Representative Experience

  • Represented Aspirus, Inc., a non-profit, community-directed health system based in Wausau, Wisconsin, in its assumption of ownership from Ascension Wisconsin of seven hospitals, 21 physician clinics, and air and ground medical transport services.
  • Represented Aspirus, Inc. in its acquisition of Divine Savior Healthcare.
  • Represented a leading provider of complex rehab technology in its acquisition of a provider of durable medical equipment, supplies and home health care services to workers’ compensation carriers.
  • Represented a leading provider of complex rehab technology in its acquisition of a provider of wheelchair accessible vehicles, chairlifts, and mobility vehicles.
  • Represented a health care technology company in its acquisition of a patient, caregiver, and physician feedback technology company.
  • Represented a regional retail pharmacy in its sale to one of the largest U.S. retail and pharmacy corporations.
  • Advised and represented several health systems in joint venture and member substitution transactions that involved expansion on both a regional and national level.
  • Represented various dentists and dental practices in buy-in transactions.
  • Represented Wisconsin Aluminum Foundry in its acquisition of castings manufacturer, DEE, Inc., located in Crookston, Minnesota.
  • Represented Wisconsin Aluminum Foundry in its acquisition of the green-sand foundry, Wabash Castings Inc., located in Wabash, Indiana.
  • Represented a publicly traded global manufacturer of cranes and lifting solutions in its acquisition of the crane business / division from one of the largest rental equipment companies in the U.S.
  • Represented Vectorform, an industry leader in innovation consulting and digital transformation, in its sale to NTT DATA Corporation, a Japanese multinational information technology service and consulting company.
  • Represented one of the largest global private equity firms in connection with its acquisition of a forging, heat treating, machining, and manufacturing business in the southern United States.
  • Represented a foreign buyer in its strategic acquisition of a U.S.-based manufacturer of high-performance composite pre-impregnated and adhesive materials.
  • Represented an insurance company in a complex multi-company acquisition of regional insurance companies.
  • Represented an automotive manufacturer in its strategic acquisition of manufacturer of fuel cell business.
  • Represented one of the largest global drink and brewing companies in two separate tiered buy-outs of two popular U.S. craft breweries.
  • Represented the shareholders / seller in the sale of a family-owned craft brewery to strategic investors.
  • Represented the shareholders / seller in the sale of a family-owned food manufacturing business to a strategic multi-national buyer.
  • Represented the shareholders / seller in the sale of an enterprise resource planning software company to a strategic private equity-backed buyer.
  • Represented a leading manufacturer of forklift trucks, pallet jacks, and material handling solutions in several roll-up acquisitions of regional distributors / suppliers.
  • Represented various private equity sponsors in over two dozen portfolio company acquisitions, bolt-on transactions, and sale / auction transactions.
  • Represented Bank Mutual Corporation (a publicly traded banking institution), in its merger with and into Associated Banc-Corp.
  • Represented three separate banks / credit unions in branch sale and acquisition transactions. 

Education

Mitchell earned his law degree from Marquette University Law School (J.D., cum laude, 2015), where he was a comment editor for the Marquette Law Review, and where he earned two CALI Awards for the highest grade in his classes. Mitchell received his bachelor’s degree from Marquette University (B.A., magna cum laude, 2013).

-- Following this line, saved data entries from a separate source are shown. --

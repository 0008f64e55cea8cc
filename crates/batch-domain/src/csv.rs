//! CSV export for `Download`: header row built from the batch's ordered
//! key->column-name mapping plus a synthetic `result` column; each task's
//! row concatenates every non-`task_id` field of its result JSON object,
//! with every value - including the last - suffixed by a carriage return,
//! matching the upstream's cell-merging behavior for multi-output workflows.

use crate::models::{Batch, Task};

const BOM: [u8; 3] = [0xEF, 0xBB, 0xBF];

pub fn render_csv(batch: &Batch, tasks: &[Task]) -> Vec<u8> {
    let mut out = Vec::new();
    out.extend_from_slice(&BOM);

    let mut header: Vec<String> = batch
        .key_mapping
        .iter()
        .map(|(_, name)| name.clone())
        .collect();
    header.push("result".to_string());
    out.extend_from_slice(csv_row(&header).as_bytes());

    for task in tasks {
        let mut row: Vec<String> = batch
            .key_mapping
            .iter()
            .map(|(key, _)| task.inputs.get(key).cloned().unwrap_or_default())
            .collect();
        row.push(render_result_cell(task));
        out.extend_from_slice(csv_row(&row).as_bytes());
    }

    out
}

fn render_result_cell(task: &Task) -> String {
    let Some(result) = &task.result else {
        return task.error.clone().unwrap_or_default();
    };

    match result.as_object() {
        Some(map) => map
            .iter()
            .filter(|(k, _)| k.as_str() != "task_id")
            .map(|(_, v)| match v {
                serde_json::Value::String(s) => format!("{s}\r"),
                other => format!("{other}\r"),
            })
            .collect::<String>(),
        None => result.to_string(),
    }
}

fn csv_row(cells: &[String]) -> String {
    let escaped: Vec<String> = cells.iter().map(|c| csv_escape(c)).collect();
    format!("{}\r\n", escaped.join(","))
}

fn csv_escape(cell: &str) -> String {
    if cell.contains(',') || cell.contains('"') || cell.contains('\n') || cell.contains('\r') {
        format!("\"{}\"", cell.replace('"', "\"\""))
    } else {
        cell.to_string()
    }
}

/// RFC 5987 `Content-Disposition` header value for the download filename.
pub fn content_disposition(file_name: &str) -> String {
    let encoded = urlencoding::encode(file_name);
    format!(
        "attachment; filename=\"download.csv\"; filename*=UTF-8''{}",
        encoded
    )
}

#[cfg(test)]
mod tests {
    use super::*;
    use chrono::Utc;
    use std::collections::HashMap;
    use uuid::Uuid;

    fn sample_batch() -> Batch {
        Batch {
            id: Uuid::now_v7(),
            user_id: Uuid::now_v7(),
            installed_app_id: "app".to_string(),
            file_name: "input.csv".to_string(),
            total_rows: 1,
            processed_rows: 1,
            status: crate::models::BatchStatus::Completed,
            key_mapping: vec![("q".to_string(), "Question".to_string())],
            last_error: None,
            error_count: 0,
            created_at: Utc::now(),
            updated_at: Utc::now(),
        }
    }

    fn sample_task(result_text: &str) -> Task {
        let mut inputs = HashMap::new();
        inputs.insert("q".to_string(), "hello".to_string());
        Task {
            id: Uuid::now_v7(),
            batch_id: Uuid::now_v7(),
            row_index: 0,
            inputs,
            status: crate::models::TaskStatus::Completed,
            result: Some(serde_json::json!({ "text": result_text })),
            error: None,
            error_count: 0,
            created_at: Utc::now(),
            updated_at: Utc::now(),
        }
    }

    #[test]
    fn renders_header_and_bom() {
        let batch = sample_batch();
        let csv = render_csv(&batch, &[]);
        assert_eq!(&csv[..3], &BOM);
        let text = String::from_utf8(csv).unwrap();
        assert!(text.contains("Question,result\r\n"));
    }

    #[test]
    fn renders_row_with_input_and_result() {
        let batch = sample_batch();
        let task = sample_task("hello");
        let csv = String::from_utf8(render_csv(&batch, &[task])).unwrap();
        // The result cell carries a trailing `\r` (matching the upstream's
        // multi-value cell format), which forces RFC 4180 quoting; assert the
        // row's raw bytes rather than a substring that a trailing-strip bug
        // would also satisfy.
        assert!(csv.contains("hello,\"hello\r\"\r\n"));
    }

    #[test]
    fn single_output_value_keeps_trailing_carriage_return() {
        let task = sample_task("hello");
        assert_eq!(render_result_cell(&task), "hello\r");
    }

    #[test]
    fn content_disposition_encodes_unicode_filename() {
        let header = content_disposition("résumé.csv");
        assert!(header.contains("filename*=UTF-8''"));
        assert!(header.contains("r%C3%A9sum%C3%A9.csv"));
    }
}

While an undergraduate at Marquette University, Mitchell was inducted into Alpha Sigma Nu, the highest honor society for Jesuit universities, which honors students who not only distinguish themselves in their academic pursuits, but also in their loyalty to the values of their Jesuit education. Only 4 percent of each class of a Jesuit university is eligible for induction into Alpha Sigma Nu.

Admissions and Professional Memberships

Mitchell is admitted to practice in Wisconsin and is a member of the State Bar of Wisconsin.